In other words, if you have a choice, ALWAYS choose high-effort people.

Robust, targeted behavioral interviews will uncover “effort history” ; these structured interviews get people to recount (using specific examples) their past history of putting out the effort “required” to achieve a particular kind of success.    Once you have high effort/high talent individuals on board, then you must optimize their Opportunity.
5) Opportunity is the third piece of the performance equation, It consists of an organization’s vision, mission, culture and management.  If you match the profile of the employees to the profile of the organization, you’ll achieve meaningful “line of sight” between their efforts and the aims of the organization.

  • High-initiative people need to work for high-initiative leaders
  • Independent people need to work for managers who delegate well
  • Team-oriented people need to work for team-oriented leaders
  • People with a strong achievement drive must be in roles that feed that drive, etc.

Where there is a solid match between the profiles of the leaders and the people being led, and between the people and the organization, failure simply is NOT an option.

Rolling the Dice, Again?

So how is this state of success achieved?  Those of us who have been in the “hiring game” for a while probably start from this perspective:

“Hiring is ALWAYS going to be a crapshoot.  The best you can ever do is load the dice in the house’s favor.” 

Until I saw Dr. Marshall’s assessment and was introduced to job models and other advanced selection tools, I agreed with that skeptical, experience-based perspective.

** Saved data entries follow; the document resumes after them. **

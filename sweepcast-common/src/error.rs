//! Common error types for Sweepcast

use thiserror::Error;

/// Common result type for Sweepcast operations
pub type Result<T> = std::result::Result<T, Error>;

/// Common error types shared between the library and the server
#[derive(Error, Debug)]
pub enum Error {
    /// Database operation error (wraps sqlx::Error)
    #[error("Database error: {0}")]
    Database(#[from] sqlx::Error),

    /// I/O operation error (wraps std::io::Error)
    #[error("IO error: {0}")]
    Io(#[from] std::io::Error),

    /// Configuration loading or validation error
    #[error("Configuration error: {0}")]
    Config(String),

    /// Requested resource not found
    #[error("Not found: {0}")]
    NotFound(String),

    /// Invalid user input or request parameter
    #[error("Invalid input: {0}")]
    InvalidInput(String),

    /// A uniqueness constraint was violated (duplicate email, slug, ...)
    #[error("Conflict: {0}")]
    Conflict(String),

    /// Upstream (catalog or AI) service failure carrying the upstream status
    #[error("Upstream error {status}: {message}")]
    Upstream { status: u16, message: String },

    /// Internal server error
    #[error("Internal error: {0}")]
    Internal(String),
}
//! AI episode summary client
//!
//! Requests a natural-language episode summary from the OpenAI
//! chat-completions API. The 100-150 word single-paragraph shape is a
//! prompt-level expectation only; the output is never validated or enforced.
//!
//! Summary generation is auxiliary display content, so failures degrade to a
//! fixed fallback string instead of propagating. Never retried.

use serde_json::json;
use std::time::Duration;

const OPENAI_API_URL: &str = "https://api.openai.com/v1/chat/completions";
const SUMMARY_MODEL: &str = "gpt-4o";

/// Returned for any generation failure, including a missing API key
pub const FALLBACK_SUMMARY: &str =
    "An error occurred while generating the episode summary.";

const SYSTEM_PROMPT: &str =
    "You are an expert podcast summarizer. Your task is to create concise, engaging summaries \
     of cricket podcast episodes. Focus on the main topics, key points, and interesting \
     insights. Use professional language while maintaining an engaging tone. Keep the summary \
     between 100-150 words. Format it as a single paragraph with no bullet points or numbering.";

/// Outcome of a summary request.
///
/// Tagged so callers and tests can tell genuine output from the degraded
/// fallback; the HTTP layer serves the text either way.
#[derive(Debug, Clone, PartialEq, Eq)]
pub enum SummaryOutcome {
    /// Text produced by the generation service
    Generated(String),
    /// Fixed fallback after an upstream failure
    Fallback(String),
}

impl SummaryOutcome {
    pub fn text(&self) -> &str {
        match self {
            SummaryOutcome::Generated(text) | SummaryOutcome::Fallback(text) => text,
        }
    }

    pub fn is_fallback(&self) -> bool {
        matches!(self, SummaryOutcome::Fallback(_))
    }
}

/// OpenAI chat-completions client for episode summaries
pub struct SummaryClient {
    http_client: reqwest::Client,
    api_key: Option<String>,
}

impl SummaryClient {
    pub fn new(api_key: Option<String>) -> Result<Self, reqwest::Error> {
        if api_key.is_none() {
            tracing::warn!("OPENAI_API_KEY is not set; AI summary generation is disabled");
        }

        let http_client = reqwest::Client::builder()
            .timeout(Duration::from_secs(60))
            .build()?;

        Ok(Self { http_client, api_key })
    }

    /// Generate a summary from an episode's title and description.
    ///
    /// Input text is passed verbatim into the prompt.
    pub async fn generate_episode_summary(
        &self,
        title: &str,
        description: &str,
    ) -> SummaryOutcome {
        let api_key = match &self.api_key {
            Some(key) => key,
            None => {
                tracing::warn!("Summary requested without an API key configured");
                return SummaryOutcome::Fallback(FALLBACK_SUMMARY.to_string());
            }
        };

        let body = json!({
            "model": SUMMARY_MODEL,
            "messages": [
                { "role": "system", "content": SYSTEM_PROMPT },
                {
                    "role": "user",
                    "content": format!(
                        "Create a concise summary of this cricket podcast episode.\n\nTitle: {}\n\nDescription: {}",
                        title, description
                    ),
                },
            ],
            "temperature": 0.7,
            "max_tokens": 200,
        });

        match self.request_completion(api_key, &body).await {
            Ok(text) => SummaryOutcome::Generated(text),
            Err(err) => {
                tracing::error!("Error generating episode summary: {}", err);
                SummaryOutcome::Fallback(FALLBACK_SUMMARY.to_string())
            }
        }
    }

    async fn request_completion(
        &self,
        api_key: &str,
        body: &serde_json::Value,
    ) -> Result<String, String> {
        let response = self
            .http_client
            .post(OPENAI_API_URL)
            .bearer_auth(api_key)
            .json(body)
            .send()
            .await
            .map_err(|e| e.to_string())?;

        let status = response.status();
        if !status.is_success() {
            let text = response.text().await.unwrap_or_default();
            return Err(format!("OpenAI API error {}: {}", status, text));
        }

        let payload: serde_json::Value = response.json().await.map_err(|e| e.to_string())?;
        let content = payload["choices"][0]["message"]["content"]
            .as_str()
            .unwrap_or("")
            .trim()
            .to_string();

        if content.is_empty() {
            Ok("Unable to generate summary.".to_string())
        } else {
            Ok(content)
        }
    }
}
//! Publisher repository

use crate::error::{LibraryError, Result};
use crate::storage::models::{NewPublisher, Publisher};
use crate::storage::repo::Repository;
use async_trait::async_trait;
use sqlx::SqlitePool;

/// CRUD operations for the Publishers table
#[derive(Debug, Clone)]
pub struct PublisherRepo {
    pool: SqlitePool,
}

impl PublisherRepo {
    pub fn new(pool: &SqlitePool) -> Self {
        Self { pool: pool.clone() }
    }
}

#[async_trait]
impl Repository for PublisherRepo {
    type Entity = Publisher;
    type New = NewPublisher;

    async fn create(&self, new: &NewPublisher) -> Result<Publisher> {
        let mut tx = self.pool.begin().await?;

        let result = sqlx::query(
            "INSERT INTO Publishers (name, address, phone) VALUES (?, ?, ?)",
        )
        .bind(&new.name)
        .bind(&new.address)
        .bind(&new.phone)
        .execute(&mut *tx)
        .await?;

        let publisher =
            sqlx::query_as::<_, Publisher>("SELECT * FROM Publishers WHERE publisher_id = ?")
                .bind(result.last_insert_rowid())
                .fetch_one(&mut *tx)
                .await?;

        tx.commit().await?;
        Ok(publisher)
    }

    async fn get_by_id(&self, id: i64) -> Result<Option<Publisher>> {
        let publisher =
            sqlx::query_as::<_, Publisher>("SELECT * FROM Publishers WHERE publisher_id = ?")
                .bind(id)
                .fetch_optional(&self.pool)
                .await?;

        Ok(publisher)
    }

    async fn get_all(&self) -> Result<Vec<Publisher>> {
        let publishers = sqlx::query_as::<_, Publisher>("SELECT * FROM Publishers")
            .fetch_all(&self.pool)
            .await?;

        Ok(publishers)
    }

    async fn update(&self, publisher: &Publisher) -> Result<()> {
        let mut tx = self.pool.begin().await?;

        let result = sqlx::query(
            "UPDATE Publishers SET name = ?, address = ?, phone = ? WHERE publisher_id = ?",
        )
        .bind(&publisher.name)
        .bind(&publisher.address)
        .bind(&publisher.phone)
        .bind(publisher.publisher_id)
        .execute(&mut *tx)
        .await?;

        if result.rows_affected() == 0 {
            return Err(LibraryError::not_found(format!(
                "publisher {}",
                publisher.publisher_id
            )));
        }

        tx.commit().await?;
        Ok(())
    }

    async fn delete(&self, id: i64) -> Result<bool> {
        let mut tx = self.pool.begin().await?;

        let result = sqlx::query("DELETE FROM Publishers WHERE publisher_id = ?")
            .bind(id)
            .execute(&mut *tx)
            .await?;

        tx.commit().await?;
        Ok(result.rows_affected() > 0)
    }
}

#[cfg(test)]
mod tests {
    use super::*;
    use crate::storage::database::Database;
    use crate::storage::models::NewBook;
    use crate::storage::repo::BookRepo;

    #[tokio::test]
    async fn test_publisher_crud_round_trip() {
        let db = Database::new_in_memory().await.expect("Failed to create database");
        let repo = PublisherRepo::new(db.pool());

        let created = repo
            .create(&NewPublisher::new("Penguin Books", "123 Penguin St.", "555-1234"))
            .await
            .expect("Failed to create publisher");

        let mut fetched = repo
            .get_by_id(created.publisher_id)
            .await
            .expect("Query failed")
            .expect("Publisher not found");
        assert_eq!(fetched.name, "Penguin Books");

        fetched.phone = "555-9999".to_string();
        repo.update(&fetched).await.expect("Update failed");

        let updated = repo
            .get_by_id(created.publisher_id)
            .await
            .expect("Query failed")
            .expect("Publisher not found");
        assert_eq!(updated.phone, "555-9999");

        assert!(repo.delete(created.publisher_id).await.expect("Delete failed"));
        assert!(repo
            .get_by_id(created.publisher_id)
            .await
            .expect("Query failed")
            .is_none());
    }

    #[tokio::test]
    async fn test_publisher_with_books_cannot_be_deleted() {
        let db = Database::new_in_memory().await.expect("Failed to create database");
        let publishers = PublisherRepo::new(db.pool());
        let books = BookRepo::new(db.pool());

        let publisher = publishers
            .create(&NewPublisher::new("Orbit", "1 Orbit Way", "555-0000"))
            .await
            .expect("Failed to create publisher");
        books
            .create(&NewBook::new("Dune", "Frank Herbert", publisher.publisher_id, 1965, "978-0441172719"))
            .await
            .expect("Failed to create book");

        // RESTRICT foreign key: the storage engine rejects the delete
        let err = publishers
            .delete(publisher.publisher_id)
            .await
            .expect_err("Delete should fail");
        assert!(err.is_persistence());
    }
}
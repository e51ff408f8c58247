// Bibliotek - Library Management Core
// Copyright (C) 2025 Henning Berge
//
// This program is free software: you can redistribute it and/or modify
// it under the terms of the GNU General Public License as published by
// the Free Software Foundation, either version 3 of the License, or
// (at your option) any later version.
//
// This program is distributed in the hope that it will be useful,
// but WITHOUT ANY WARRANTY; without even the implied warranty of
// MERCHANTABILITY or FITNESS FOR A PARTICULAR PURPOSE. See the
// GNU General Public License for more details.
//
// You should have received a copy of the GNU General Public License
// along with this program. If not, see <https://www.gnu.org/licenses/>.


//! Database migrations
//!
//! Schema creation and migrations, executed as runtime SQL so the crate
//! works without a build-time database connection. Applied migrations are
//! tracked in the `_migrations` table.

use crate::error::Result;
use sqlx::{Executor, SqlitePool};

/// Run all database migrations
pub async fn run_migrations(pool: &SqlitePool) -> Result<()> {
    create_migrations_table(pool).await?;

    run_migration(pool, 1, "initial_schema", create_initial_schema(pool)).await?;

    Ok(())
}

/// Create migrations tracking table
async fn create_migrations_table(pool: &SqlitePool) -> Result<()> {
    pool.execute(
        r#"
        CREATE TABLE IF NOT EXISTS _migrations (
            id INTEGER PRIMARY KEY,
            name TEXT NOT NULL UNIQUE,
            applied_at TEXT NOT NULL DEFAULT CURRENT_TIMESTAMP
        )
        "#,
    )
    .await?;

    Ok(())
}

/// Run a single migration if it hasn't been applied yet
async fn run_migration(
    pool: &SqlitePool,
    id: i32,
    name: &str,
    migration_fn: impl std::future::Future<Output = Result<()>>,
) -> Result<()> {
    let applied: Option<i32> = sqlx::query_scalar("SELECT id FROM _migrations WHERE id = ?")
        .bind(id)
        .fetch_optional(pool)
        .await?;

    if applied.is_some() {
        return Ok(());
    }

    migration_fn.await?;

    sqlx::query("INSERT INTO _migrations (id, name) VALUES (?, ?)")
        .bind(id)
        .bind(name)
        .execute(pool)
        .await?;

    Ok(())
}

/// Create initial database schema
///
/// Six tables: Users, Publishers, Books, Copies, Borrowings, Librarians.
/// Copies and Borrowings cascade away with their Book; Users are protected
/// by RESTRICT-style guards in the service layer and by foreign keys here.
async fn create_initial_schema(pool: &SqlitePool) -> Result<()> {
    pool.execute(
        r#"
-- ============================================================================
-- MAIN ENTITIES
-- ============================================================================

-- Users: library members (and, via Librarians, staff)
CREATE TABLE IF NOT EXISTS Users (
    user_id INTEGER PRIMARY KEY AUTOINCREMENT,
    name TEXT NOT NULL,
    email TEXT NOT NULL UNIQUE,
    phone TEXT NOT NULL DEFAULT '',
    address TEXT NOT NULL DEFAULT '',
    created_at TEXT NOT NULL DEFAULT CURRENT_TIMESTAMP,
    updated_at TEXT NOT NULL DEFAULT CURRENT_TIMESTAMP
);

-- Publishers: publishing houses referenced by catalog records
CREATE TABLE IF NOT EXISTS Publishers (
    publisher_id INTEGER PRIMARY KEY AUTOINCREMENT,
    name TEXT NOT NULL,
    address TEXT NOT NULL DEFAULT '',
    phone TEXT NOT NULL DEFAULT '',
    created_at TEXT NOT NULL DEFAULT CURRENT_TIMESTAMP,
    updated_at TEXT NOT NULL DEFAULT CURRENT_TIMESTAMP
);

-- Books: catalog records; the lendable unit is a Copy
CREATE TABLE IF NOT EXISTS Books (
    book_id INTEGER PRIMARY KEY AUTOINCREMENT,
    title TEXT NOT NULL,
    author TEXT NOT NULL,
    publisher_id INTEGER NOT NULL,
    publication_year INTEGER NOT NULL,
    isbn TEXT NOT NULL,
    created_at TEXT NOT NULL DEFAULT CURRENT_TIMESTAMP,
    updated_at TEXT NOT NULL DEFAULT CURRENT_TIMESTAMP,
    FOREIGN KEY (publisher_id) REFERENCES Publishers(publisher_id) ON DELETE RESTRICT
);

-- Copies: physical instances of a book
-- Status is a closed set; the lifecycle is Available -> Borrowed -> Available
CREATE TABLE IF NOT EXISTS Copies (
    copy_id INTEGER PRIMARY KEY AUTOINCREMENT,
    book_id INTEGER NOT NULL,
    copy_number INTEGER NOT NULL,
    status TEXT NOT NULL DEFAULT 'Available'
        CHECK (status IN ('Available', 'Borrowed', 'Damaged', 'Lost')),
    created_at TEXT NOT NULL DEFAULT CURRENT_TIMESTAMP,
    updated_at TEXT NOT NULL DEFAULT CURRENT_TIMESTAMP,
    FOREIGN KEY (book_id) REFERENCES Books(book_id) ON DELETE CASCADE
);

-- Borrowings: loan history; return_date IS NULL means the copy is still out
CREATE TABLE IF NOT EXISTS Borrowings (
    borrowing_id INTEGER PRIMARY KEY AUTOINCREMENT,
    user_id INTEGER NOT NULL,
    copy_id INTEGER NOT NULL,
    borrow_date TEXT NOT NULL,  -- ISO 8601 date (YYYY-MM-DD)
    return_date TEXT,           -- NULL while the borrowing is open
    created_at TEXT NOT NULL DEFAULT CURRENT_TIMESTAMP,
    updated_at TEXT NOT NULL DEFAULT CURRENT_TIMESTAMP,
    FOREIGN KEY (user_id) REFERENCES Users(user_id) ON DELETE RESTRICT,
    FOREIGN KEY (copy_id) REFERENCES Copies(copy_id) ON DELETE CASCADE
);

-- Librarians: one-to-one staff profile for a user
CREATE TABLE IF NOT EXISTS Librarians (
    librarian_id INTEGER PRIMARY KEY AUTOINCREMENT,
    user_id INTEGER NOT NULL UNIQUE,
    employment_date TEXT NOT NULL,  -- ISO 8601 date (YYYY-MM-DD)
    position TEXT NOT NULL
        CHECK (position IN ('Assistant', 'Librarian', 'HeadLibrarian')),
    created_at TEXT NOT NULL DEFAULT CURRENT_TIMESTAMP,
    updated_at TEXT NOT NULL DEFAULT CURRENT_TIMESTAMP,
    FOREIGN KEY (user_id) REFERENCES Users(user_id) ON DELETE RESTRICT
);

-- ============================================================================
-- INDEXES
-- ============================================================================

CREATE INDEX IF NOT EXISTS idx_books_publisher ON Books(publisher_id);
CREATE INDEX IF NOT EXISTS idx_books_title ON Books(title);
CREATE INDEX IF NOT EXISTS idx_books_isbn ON Books(isbn);

CREATE INDEX IF NOT EXISTS idx_copies_book ON Copies(book_id);
CREATE INDEX IF NOT EXISTS idx_copies_status ON Copies(status);

CREATE INDEX IF NOT EXISTS idx_borrowings_user ON Borrowings(user_id);
CREATE INDEX IF NOT EXISTS idx_borrowings_copy ON Borrowings(copy_id);
-- Open-loan lookups back both the borrow guard and the book-deletion guard
CREATE INDEX IF NOT EXISTS idx_borrowings_open ON Borrowings(copy_id)
    WHERE return_date IS NULL;

CREATE INDEX IF NOT EXISTS idx_librarians_user ON Librarians(user_id);

-- ============================================================================
-- TRIGGERS for Automatic Timestamp Updates
-- ============================================================================

CREATE TRIGGER IF NOT EXISTS update_users_timestamp
AFTER UPDATE ON Users
FOR EACH ROW
BEGIN
    UPDATE Users SET updated_at = CURRENT_TIMESTAMP WHERE user_id = NEW.user_id;
END;

CREATE TRIGGER IF NOT EXISTS update_books_timestamp
AFTER UPDATE ON Books
FOR EACH ROW
BEGIN
    UPDATE Books SET updated_at = CURRENT_TIMESTAMP WHERE book_id = NEW.book_id;
END;

CREATE TRIGGER IF NOT EXISTS update_copies_timestamp
AFTER UPDATE ON Copies
FOR EACH ROW
BEGIN
    UPDATE Copies SET updated_at = CURRENT_TIMESTAMP WHERE copy_id = NEW.copy_id;
END;

CREATE TRIGGER IF NOT EXISTS update_borrowings_timestamp
AFTER UPDATE ON Borrowings
FOR EACH ROW
BEGIN
    UPDATE Borrowings SET updated_at = CURRENT_TIMESTAMP WHERE borrowing_id = NEW.borrowing_id;
END;
        "#,
    )
    .await?;

    Ok(())
}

As a supplement to the assessments, you need to start the hiring and selection process with a detailed job description (what is called a “High Performance Job Model”.)

This is a detailed, multi-page document that outlines ALL the expectations and deliverables of a given job.

The Job Model

The Job Model refines the expectations of what will be required by the individual(s) whom you’re looking to hire, and all subsequent matching activities are thus enhanced.  The resulting process simplifies recruiting, resume reviews, screening decisions, and all preliminary interviewing.

Not only is this document integral to hiring, but it also becomes the main referential for on-boarding activities, training, appraisals and succession planning.  The assessments and job models are foundational to performance transformation through hiring.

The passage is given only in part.